About this exercise:
What is the number of lines in this data that contain the word "flows"? Give the number alone.

[Data for review — start]

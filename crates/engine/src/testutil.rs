//! Shared test sources with controllable failure and pacing.

use std::collections::HashMap;
use std::io::Read;
use std::sync::Arc;
use std::sync::atomic::{AtomicU32, Ordering};
use std::time::Duration;

use bulkferry_transfer::{ByteSource, MemorySource};

use crate::item::TransferItem;

pub(crate) fn sample_item(name: &str, content_type: &str, bytes: usize) -> Arc<TransferItem> {
    let source = Arc::new(MemorySource::new(name, content_type, vec![7u8; bytes]));
    Arc::new(TransferItem::new(
        source,
        bulkferry_transfer::default_slug(name),
        HashMap::new(),
    ))
}

/// A source whose first `fail_reads` opened readers error on `read`.
pub(crate) struct FlakySource {
    name: String,
    len: u64,
    fails_left: AtomicU32,
}

impl FlakySource {
    pub(crate) fn new(name: &str, len: u64, fail_reads: u32) -> Self {
        Self {
            name: name.to_string(),
            len,
            fails_left: AtomicU32::new(fail_reads),
        }
    }
}

impl ByteSource for FlakySource {
    fn name(&self) -> &str {
        &self.name
    }

    fn content_type(&self) -> &str {
        "image/png"
    }

    fn len(&self) -> u64 {
        self.len
    }

    fn open(&self) -> std::io::Result<Box<dyn Read + Send>> {
        let failing = self
            .fails_left
            .fetch_update(Ordering::SeqCst, Ordering::SeqCst, |n| n.checked_sub(1))
            .is_ok();
        if failing {
            Ok(Box::new(FailingReader))
        } else {
            Ok(Box::new(std::io::Cursor::new(vec![7u8; self.len as usize])))
        }
    }
}

struct FailingReader;

impl Read for FailingReader {
    fn read(&mut self, _buf: &mut [u8]) -> std::io::Result<usize> {
        Err(std::io::Error::other("injected read failure"))
    }
}

pub(crate) fn flaky_item(name: &str, len: u64, fail_reads: u32) -> Arc<TransferItem> {
    let source = Arc::new(FlakySource::new(name, len, fail_reads));
    Arc::new(TransferItem::new(
        source,
        bulkferry_transfer::default_slug(name),
        HashMap::new(),
    ))
}

/// A source whose reader sleeps before each read, so tests can interleave
/// pause/cancel with an in-flight attempt.
pub(crate) struct SlowSource {
    name: String,
    data: Vec<u8>,
    delay: Duration,
}

impl SlowSource {
    pub(crate) fn new(name: &str, len: usize, delay: Duration) -> Self {
        Self {
            name: name.to_string(),
            data: vec![7u8; len],
            delay,
        }
    }
}

impl ByteSource for SlowSource {
    fn name(&self) -> &str {
        &self.name
    }

    fn content_type(&self) -> &str {
        "image/png"
    }

    fn len(&self) -> u64 {
        self.data.len() as u64
    }

    fn open(&self) -> std::io::Result<Box<dyn Read + Send>> {
        Ok(Box::new(SlowReader {
            inner: std::io::Cursor::new(self.data.clone()),
            delay: self.delay,
        }))
    }
}

struct SlowReader {
    inner: std::io::Cursor<Vec<u8>>,
    delay: Duration,
}

impl Read for SlowReader {
    fn read(&mut self, buf: &mut [u8]) -> std::io::Result<usize> {
        std::thread::sleep(self.delay);
        self.inner.read(buf)
    }
}

pub(crate) fn slow_item(name: &str, len: usize, delay: Duration) -> Arc<TransferItem> {
    let source = Arc::new(SlowSource::new(name, len, delay));
    Arc::new(TransferItem::new(
        source,
        bulkferry_transfer::default_slug(name),
        HashMap::new(),
    ))
}
//! Admission scheduling over the shared queue.
//!
//! Items are admitted strictly FIFO over the admission queue. A retried
//! or resumed item re-enters at the back, so its position reflects when
//! it re-entered `Queued`, not its original enqueue time. Retry backoff
//! timers run outside the processing slots: a failed item frees its slot
//! immediately and re-joins the queue once the delay elapses.

use std::collections::VecDeque;
use std::sync::{Arc, Mutex, RwLock};

use tokio::sync::mpsc;
use tokio::task::JoinSet;
use tracing::{debug, error};

use crate::config::{ScheduleMode, TransferConfig};
use crate::controller::{self, AttemptOutcome};
use crate::events::EngineEvent;
use crate::item::{TransferItem, TransferState};

pub(crate) type ItemList = Arc<RwLock<Vec<Arc<TransferItem>>>>;
pub(crate) type AdmissionQueue = Arc<Mutex<VecDeque<String>>>;

type Workers = JoinSet<(Arc<TransferItem>, AttemptOutcome)>;

/// Drives the queue until no item can make further progress.
///
/// Returns once every admissible item reached a terminal state; paused
/// items stay parked and do not block completion.
pub(crate) async fn run(
    items: &ItemList,
    queue: &AdmissionQueue,
    config: &Arc<TransferConfig>,
    events: &mpsc::Sender<EngineEvent>,
) {
    match config.schedule_mode {
        ScheduleMode::Continuous => run_continuous(items, queue, config, events).await,
        ScheduleMode::Batched(_) => run_batched(items, queue, config, events).await,
    }
}

/// Slot-based admission: refill as soon as a slot frees.
async fn run_continuous(
    items: &ItemList,
    queue: &AdmissionQueue,
    config: &Arc<TransferConfig>,
    events: &mpsc::Sender<EngineEvent>,
) {
    let limit = config.admission_width();
    let mut workers: Workers = JoinSet::new();
    let mut timers: JoinSet<String> = JoinSet::new();

    loop {
        while workers.len() < limit {
            let Some(item) = pop_next_queued(items, queue) else {
                break;
            };
            spawn_worker(&mut workers, item, config, events);
        }

        if workers.is_empty() && timers.is_empty() {
            break;
        }

        tokio::select! {
            Some(joined) = workers.join_next(), if !workers.is_empty() => {
                handle_worker(joined, &mut timers);
            }
            Some(joined) = timers.join_next(), if !timers.is_empty() => {
                if let Ok(id) = joined {
                    queue.lock().unwrap().push_back(id);
                }
            }
        }
    }
}

/// Whole-batch admission: await the entire batch before the next begins.
async fn run_batched(
    items: &ItemList,
    queue: &AdmissionQueue,
    config: &Arc<TransferConfig>,
    events: &mpsc::Sender<EngineEvent>,
) {
    let width = config.admission_width();
    let mut timers: JoinSet<String> = JoinSet::new();

    loop {
        let mut batch: Workers = JoinSet::new();
        while batch.len() < width {
            let Some(item) = pop_next_queued(items, queue) else {
                break;
            };
            spawn_worker(&mut batch, item, config, events);
        }

        if batch.is_empty() {
            // Nothing admissible; a pending retry may still release one.
            match timers.join_next().await {
                Some(Ok(id)) => {
                    queue.lock().unwrap().push_back(id);
                    continue;
                }
                Some(Err(err)) => {
                    error!(error = %err, "retry timer aborted");
                    continue;
                }
                None => break,
            }
        }

        debug!(size = batch.len(), "batch started");
        while let Some(joined) = batch.join_next().await {
            handle_worker(joined, &mut timers);
        }
    }
}

fn spawn_worker(
    workers: &mut Workers,
    item: Arc<TransferItem>,
    config: &Arc<TransferConfig>,
    events: &mpsc::Sender<EngineEvent>,
) {
    let config = Arc::clone(config);
    let events = events.clone();
    workers.spawn(async move {
        let outcome = controller::run_attempt(Arc::clone(&item), config, events).await;
        (item, outcome)
    });
}

fn handle_worker(
    joined: Result<(Arc<TransferItem>, AttemptOutcome), tokio::task::JoinError>,
    timers: &mut JoinSet<String>,
) {
    match joined {
        Ok((item, AttemptOutcome::Retry { delay })) => {
            let id = item.id().to_string();
            timers.spawn(async move {
                tokio::time::sleep(delay).await;
                id
            });
        }
        Ok(_) => {}
        Err(err) => {
            error!(error = %err, "transfer task aborted");
        }
    }
}

/// Pops the first id whose item still exists and is still `Queued`.
///
/// Ids whose item was removed, cancelled or paused while waiting are
/// dropped from the queue.
fn pop_next_queued(items: &ItemList, queue: &AdmissionQueue) -> Option<Arc<TransferItem>> {
    let mut q = queue.lock().unwrap();
    while let Some(id) = q.pop_front() {
        let found = items.read().unwrap().iter().find(|i| i.id() == id).cloned();
        if let Some(item) = found
            && item.state() == TransferState::Queued
        {
            return Some(item);
        }
    }
    None
}

#[cfg(test)]
mod tests {
    use super::*;
    use crate::testutil::sample_item;

    fn setup(items_in: Vec<Arc<TransferItem>>) -> (ItemList, AdmissionQueue) {
        let queue: AdmissionQueue = Arc::new(Mutex::new(
            items_in.iter().map(|i| i.id().to_string()).collect(),
        ));
        let items: ItemList = Arc::new(RwLock::new(items_in));
        (items, queue)
    }

    #[tokio::test]
    async fn admits_in_insertion_order() {
        let a = sample_item("a.png", "image/png", 8);
        let b = sample_item("b.png", "image/png", 8);
        let c = sample_item("c.png", "image/png", 8);
        let (items, queue) = setup(vec![a.clone(), b.clone(), c.clone()]);

        let config = Arc::new(TransferConfig {
            concurrency: 1,
            chunk_size: 4,
            ..Default::default()
        });
        let (tx, mut rx) = mpsc::channel(256);

        run(&items, &queue, &config, &tx).await;

        let mut admitted = Vec::new();
        while let Ok(event) = rx.try_recv() {
            if let EngineEvent::Admitted { id, .. } = event {
                admitted.push(id);
            }
        }
        assert_eq!(admitted, vec![a.id(), b.id(), c.id()]);
        assert!(items
            .read()
            .unwrap()
            .iter()
            .all(|i| i.state() == TransferState::Completed));
    }

    #[tokio::test]
    async fn skips_ids_cancelled_while_queued() {
        let a = sample_item("a.png", "image/png", 8);
        let b = sample_item("b.png", "image/png", 8);
        let (items, queue) = setup(vec![a.clone(), b.clone()]);
        a.cancel().unwrap();

        let config = Arc::new(TransferConfig {
            chunk_size: 4,
            ..Default::default()
        });
        let (tx, _rx) = mpsc::channel(256);

        run(&items, &queue, &config, &tx).await;

        assert_eq!(a.state(), TransferState::Cancelled);
        assert_eq!(b.state(), TransferState::Completed);
    }

    #[tokio::test]
    async fn empty_queue_returns_immediately() {
        let (items, queue) = setup(vec![]);
        let config = Arc::new(TransferConfig::default());
        let (tx, _rx) = mpsc::channel(16);
        run(&items, &queue, &config, &tx).await;
        assert!(items.read().unwrap().is_empty());
    }
}
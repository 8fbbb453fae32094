//! Byte sources, cancellation-aware chunked reading and filename metadata
//! extraction for bulk ingestion.

mod accept;
mod chunked;
mod metadata;
mod naming;
mod source;

pub use accept::TypeFilter;
pub use chunked::{Chunk, ChunkReader};
pub use metadata::{MetadataRule, extract_metadata};
pub use naming::default_slug;
pub use source::{ByteSource, FileSource, MemorySource, detect_content_type};

/// Default chunk size: 5 MiB.
///
/// Larger chunks reduce per-chunk overhead (syscalls, progress publishes)
/// at the cost of coarser cancellation latency, since the token is only
/// checked between chunks.
pub const DEFAULT_CHUNK_SIZE: usize = 5 * 1024 * 1024;

/// Errors produced while reading a source in chunks.
#[derive(Debug, thiserror::Error)]
pub enum TransferError {
    #[error("read failed: {0}")]
    Read(#[from] std::io::Error),

    #[error("source ended early: got {got} of {expected} bytes")]
    TruncatedSource { got: u64, expected: u64 },

    #[error("transfer cancelled")]
    Cancelled,
}

impl TransferError {
    /// Returns `true` for failures worth retrying. Cancellation is
    /// user-initiated and never retried.
    pub fn is_retriable(&self) -> bool {
        !matches!(self, TransferError::Cancelled)
    }
}
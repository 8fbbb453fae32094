/// MIME acceptance filter over `type/*` wildcard or exact patterns.
///
/// An empty pattern list accepts everything.
#[derive(Debug, Clone, Default)]
pub struct TypeFilter {
    patterns: Vec<String>,
}

impl TypeFilter {
    /// Builds a filter from MIME patterns like `image/*` or `video/mp4`.
    pub fn new<I, S>(patterns: I) -> Self
    where
        I: IntoIterator<Item = S>,
        S: Into<String>,
    {
        Self {
            patterns: patterns.into_iter().map(Into::into).collect(),
        }
    }

    /// Returns `true` if `content_type` matches any pattern.
    pub fn matches(&self, content_type: &str) -> bool {
        if self.patterns.is_empty() {
            return true;
        }
        self.patterns.iter().any(|pattern| {
            if let Some(base) = pattern.strip_suffix("/*") {
                content_type
                    .strip_prefix(base)
                    .is_some_and(|rest| rest.starts_with('/'))
            } else {
                content_type == pattern
            }
        })
    }
}

#[cfg(test)]
mod tests {
    use super::*;

    #[test]
    fn wildcard_matches_base_type() {
        let filter = TypeFilter::new(["image/*"]);
        assert!(filter.matches("image/png"));
        assert!(filter.matches("image/jpeg"));
        assert!(!filter.matches("video/mp4"));
    }

    #[test]
    fn exact_pattern_matches_exactly() {
        let filter = TypeFilter::new(["video/mp4"]);
        assert!(filter.matches("video/mp4"));
        assert!(!filter.matches("video/webm"));
    }

    #[test]
    fn mixed_patterns() {
        let filter = TypeFilter::new(["image/*", "application/pdf"]);
        assert!(filter.matches("image/gif"));
        assert!(filter.matches("application/pdf"));
        assert!(!filter.matches("application/zip"));
    }

    #[test]
    fn empty_filter_accepts_everything() {
        let filter = TypeFilter::default();
        assert!(filter.matches("anything/at-all"));
        assert!(filter.matches(""));
    }

    #[test]
    fn wildcard_requires_full_base_type() {
        // `image/*` must not match `imagex/png` or a bare `image`.
        let filter = TypeFilter::new(["image/*"]);
        assert!(!filter.matches("imagex/png"));
        assert!(!filter.matches("image"));
    }

    #[test]
    fn unknown_content_type_rejected_by_nonempty_filter() {
        let filter = TypeFilter::new(["image/*"]);
        assert!(!filter.matches(""));
    }
}
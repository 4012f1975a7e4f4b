//! Scenario tables: buses, branches, converters and injectors.

use std::collections::HashMap;

use num_complex::Complex64;
use serde::{Deserialize, Serialize};

use crate::capability::CapRegion;
use crate::cost::PwlFunction;
use crate::units::{Degrees, Kilovolts, MegavoltAmperes, Megavars, Megawatts, PerUnit};
use crate::{BranchId, BusId, ConverterId, InjectorId};

/// Default system base in MVA.
pub const DEFAULT_BASE_MVA: f64 = 100.0;

fn default_base_mva() -> f64 {
    DEFAULT_BASE_MVA
}

#[derive(Debug, Clone, Copy, PartialEq, Eq, Hash, Default, Serialize, Deserialize)]
#[serde(rename_all = "lowercase")]
pub enum BusType {
    #[default]
    Ac,
    Dc,
}

#[derive(Debug, Clone, Copy, PartialEq, Eq, Hash, Default, Serialize, Deserialize)]
#[serde(rename_all = "lowercase")]
pub enum BranchType {
    #[default]
    Line,
    Transformer,
}

/// Bus (network node).
#[derive(Debug, Clone, PartialEq, Serialize, Deserialize)]
pub struct Bus {
    pub id: BusId,
    pub bus_type: BusType,
    /// Reference bus of its subgrid (phase anchor)
    pub is_ref: bool,
    pub base_kv: Kilovolts,
    /// Shunt admittance in p.u.
    pub y_tld: Complex64,
    /// Fixed load `P + jQ` in MW/Mvar
    pub load: Complex64,
    pub v_min: PerUnit,
    pub v_max: PerUnit,
}

impl Default for Bus {
    fn default() -> Self {
        Self {
            id: BusId::new(0),
            bus_type: BusType::Ac,
            is_ref: false,
            base_kv: Kilovolts(110.0),
            y_tld: Complex64::new(0.0, 0.0),
            load: Complex64::new(0.0, 0.0),
            v_min: PerUnit(0.9),
            v_max: PerUnit(1.1),
        }
    }
}

impl Bus {
    pub fn new(id: usize) -> Self {
        Self {
            id: BusId::new(id),
            ..Self::default()
        }
    }

    pub fn is_dc(&self) -> bool {
        self.bus_type == BusType::Dc
    }
}

/// Branch (line or transformer) with the π-equivalent model.
///
/// At each end an ideal transformer with complex ratio `ρ` sits between the
/// terminal voltage `v` and the series element, which sees `ρ* v`. The
/// resulting terminal currents are
///
/// ```text
/// i_src = |ρ_src|² (y_src + y) v_src − ρ_src ρ_dst* y v_dst
/// i_dst = |ρ_dst|² (y_dst + y) v_dst − ρ_dst ρ_src* y v_src
/// ```
///
/// with series admittance `y = 1 / z_bar`.
#[derive(Debug, Clone, PartialEq, Serialize, Deserialize)]
pub struct Branch {
    pub id: BranchId,
    pub src: BusId,
    pub dst: BusId,
    /// Series impedance in p.u.
    pub z_bar: Complex64,
    /// Shunt admittance at the source side in p.u.
    pub y_src: Complex64,
    /// Shunt admittance at the destination side in p.u.
    pub y_dst: Complex64,
    pub rho_src: Complex64,
    pub rho_dst: Complex64,
    /// Thermal rating; `None` means unlimited
    pub rating: Option<MegavoltAmperes>,
    /// Bounds on `∠v_src − ∠v_dst`
    pub angle_min: Option<Degrees>,
    pub angle_max: Option<Degrees>,
    /// Bounds on the voltage drop `(|v_dst| − |v_src|) / |v_src|` in percent
    pub drop_min: Option<f64>,
    pub drop_max: Option<f64>,
    pub branch_type: BranchType,
}

impl Default for Branch {
    fn default() -> Self {
        Self {
            id: BranchId::new(0),
            src: BusId::new(0),
            dst: BusId::new(0),
            z_bar: Complex64::new(0.01, 0.1),
            y_src: Complex64::new(0.0, 0.0),
            y_dst: Complex64::new(0.0, 0.0),
            rho_src: Complex64::new(1.0, 0.0),
            rho_dst: Complex64::new(1.0, 0.0),
            rating: None,
            angle_min: None,
            angle_max: None,
            drop_min: None,
            drop_max: None,
            branch_type: BranchType::Line,
        }
    }
}

impl Branch {
    pub fn new(id: usize, src: usize, dst: usize) -> Self {
        Self {
            id: BranchId::new(id),
            src: BusId::new(src),
            dst: BusId::new(dst),
            ..Self::default()
        }
    }

    /// Series admittance `1 / z_bar`.
    pub fn y_bar(&self) -> Complex64 {
        self.z_bar.inv()
    }

    /// Total voltage ratio `ρ_src* ρ_dst`.
    ///
    /// At zero series current the angle difference `∠v_src − ∠v_dst` equals
    /// the negated phase of this ratio.
    pub fn total_ratio(&self) -> Complex64 {
        self.rho_src.conj() * self.rho_dst
    }

    /// Admittance coefficients of the terminal currents.
    pub fn admittance(&self) -> BranchAdmittance {
        let y = self.y_bar();
        BranchAdmittance {
            y_ss: self.rho_src.norm_sqr() * (self.y_src + y),
            y_sd: -self.rho_src * self.rho_dst.conj() * y,
            y_ds: -self.rho_dst * self.rho_src.conj() * y,
            y_dd: self.rho_dst.norm_sqr() * (self.y_dst + y),
        }
    }
}

/// `i_src = y_ss v_src + y_sd v_dst`, `i_dst = y_ds v_src + y_dd v_dst`.
#[derive(Debug, Clone, Copy, PartialEq)]
pub struct BranchAdmittance {
    pub y_ss: Complex64,
    pub y_sd: Complex64,
    pub y_ds: Complex64,
    pub y_dd: Complex64,
}

impl BranchAdmittance {
    /// Complex power flowing into the branch at both ends.
    pub fn flows(&self, v_src: Complex64, v_dst: Complex64) -> (Complex64, Complex64) {
        let i_src = self.y_ss * v_src + self.y_sd * v_dst;
        let i_dst = self.y_ds * v_src + self.y_dd * v_dst;
        (v_src * i_src.conj(), v_dst * i_dst.conj())
    }
}

/// AC/DC or DC/DC converter.
///
/// Power is modelled by forward (`src → dst`) and backward (`dst → src`)
/// flows, each non-negative, with proportional losses in percent.
#[derive(Debug, Clone, PartialEq, Serialize, Deserialize)]
pub struct Converter {
    pub id: ConverterId,
    pub src: BusId,
    pub dst: BusId,
    /// Loss of the forward flow in percent
    pub loss_fwd: f64,
    /// Loss of the backward flow in percent
    pub loss_bwd: f64,
    pub cap_src: CapRegion,
    pub cap_dst: CapRegion,
}

impl Converter {
    pub fn new(id: usize, src: usize, dst: usize, capacity_mw: f64) -> Self {
        Self {
            id: ConverterId::new(id),
            src: BusId::new(src),
            dst: BusId::new(dst),
            loss_fwd: 0.0,
            loss_bwd: 0.0,
            cap_src: CapRegion::active_only(-capacity_mw, capacity_mw),
            cap_dst: CapRegion::active_only(-capacity_mw, capacity_mw),
        }
    }

    /// Efficiency of the forward flow.
    pub fn eta_fwd(&self) -> f64 {
        1.0 - self.loss_fwd / 100.0
    }

    /// Efficiency of the backward flow.
    pub fn eta_bwd(&self) -> f64 {
        1.0 - self.loss_bwd / 100.0
    }
}

/// Generator, load or other controllable injection.
#[derive(Debug, Clone, PartialEq, Serialize, Deserialize)]
pub struct Injector {
    pub id: InjectorId,
    pub bus: BusId,
    pub cap: CapRegion,
    /// Cost of active power in $/h over MW
    pub cost_p: Option<PwlFunction>,
    /// Cost of reactive power in $/h over Mvar
    pub cost_q: Option<PwlFunction>,
}

impl Injector {
    pub fn new(id: usize, bus: usize, cap: CapRegion) -> Self {
        Self {
            id: InjectorId::new(id),
            bus: BusId::new(bus),
            cap,
            cost_p: None,
            cost_q: None,
        }
    }

    pub fn with_cost_p(mut self, cost: PwlFunction) -> Self {
        self.cost_p = Some(cost);
        self
    }

    pub fn with_cost_q(mut self, cost: PwlFunction) -> Self {
        self.cost_q = Some(cost);
        self
    }
}

/// One steady-state OPF scenario.
///
/// Built wholesale from external input and consumed read-only afterwards.
#[derive(Debug, Clone, PartialEq, Serialize, Deserialize)]
pub struct Scenario {
    pub name: String,
    #[serde(default = "default_base_mva")]
    pub base_mva: f64,
    /// Price of losses in $/MWh
    #[serde(default)]
    pub loss_price: f64,
    pub buses: Vec<Bus>,
    pub branches: Vec<Branch>,
    #[serde(default)]
    pub converters: Vec<Converter>,
    pub injectors: Vec<Injector>,
}

impl Default for Scenario {
    fn default() -> Self {
        Self {
            name: String::new(),
            base_mva: DEFAULT_BASE_MVA,
            loss_price: 0.0,
            buses: Vec::new(),
            branches: Vec::new(),
            converters: Vec::new(),
            injectors: Vec::new(),
        }
    }
}

impl Scenario {
    pub fn new(name: impl Into<String>) -> Self {
        Self {
            name: name.into(),
            ..Self::default()
        }
    }

    /// Map from bus ID to row index. Duplicate IDs keep the first row.
    pub fn bus_index_map(&self) -> HashMap<BusId, usize> {
        let mut map = HashMap::with_capacity(self.buses.len());
        for (idx, bus) in self.buses.iter().enumerate() {
            map.entry(bus.id).or_insert(idx);
        }
        map
    }

    /// Total fixed load.
    pub fn total_load(&self) -> (Megawatts, Megavars) {
        let sum: Complex64 = self.buses.iter().map(|b| b.load).sum();
        (Megawatts(sum.re), Megavars(sum.im))
    }

    pub fn has_dc_buses(&self) -> bool {
        self.buses.iter().any(Bus::is_dc)
    }
}
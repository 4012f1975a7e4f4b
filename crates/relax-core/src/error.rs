//! Error types for scenario handling.

use crate::diagnostics::DiagnosticIssue;
use thiserror::Error;

/// Errors raised while validating or interpreting a scenario.
#[derive(Error, Debug, Clone, PartialEq)]
pub enum ScenarioError {
    /// One or more integrity rules are violated. The issues name the
    /// offending rows; none of them are repaired.
    #[error("Scenario invalid: {}", summarize(.issues))]
    Invalid { issues: Vec<DiagnosticIssue> },

    /// A row references a bus that does not exist.
    #[error("Unknown bus {bus} referenced by {entity}")]
    UnknownBus { entity: String, bus: usize },
}

impl ScenarioError {
    /// Offending entities, in the order they were found.
    pub fn entities(&self) -> Vec<&str> {
        match self {
            ScenarioError::Invalid { issues } => {
                issues.iter().filter_map(|i| i.entity.as_deref()).collect()
            }
            ScenarioError::UnknownBus { entity, .. } => vec![entity.as_str()],
        }
    }
}

fn summarize(issues: &[DiagnosticIssue]) -> String {
    match issues {
        [] => "no details".to_string(),
        [only] => only.to_string(),
        [first, rest @ ..] => format!("{} (and {} more)", first, rest.len()),
    }
}

/// Convenience type alias for Results using ScenarioError.
pub type ScenarioResult<T> = Result<T, ScenarioError>;

#[cfg(test)]
mod tests {
    use super::*;
    use crate::diagnostics::Severity;

    #[test]
    fn test_invalid_display_mentions_first_issue() {
        let err = ScenarioError::Invalid {
            issues: vec![
                DiagnosticIssue::new(Severity::Error, "reference", "unknown bus 9")
                    .with_entity("Branch 0"),
                DiagnosticIssue::new(Severity::Error, "topology", "self-loop")
                    .with_entity("Branch 1"),
            ],
        };
        let text = err.to_string();
        assert!(text.contains("unknown bus 9"));
        assert!(text.contains("and 1 more"));
        assert_eq!(err.entities(), vec!["Branch 0", "Branch 1"]);
    }

    #[test]
    fn test_question_mark_operator() {
        fn inner() -> ScenarioResult<()> {
            Err(ScenarioError::UnknownBus {
                entity: "Injector 3".into(),
                bus: 42,
            })
        }

        fn outer() -> ScenarioResult<()> {
            inner()?;
            Ok(())
        }

        assert!(outer().is_err());
    }
}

[Data for review — finish]

Result for this task:
2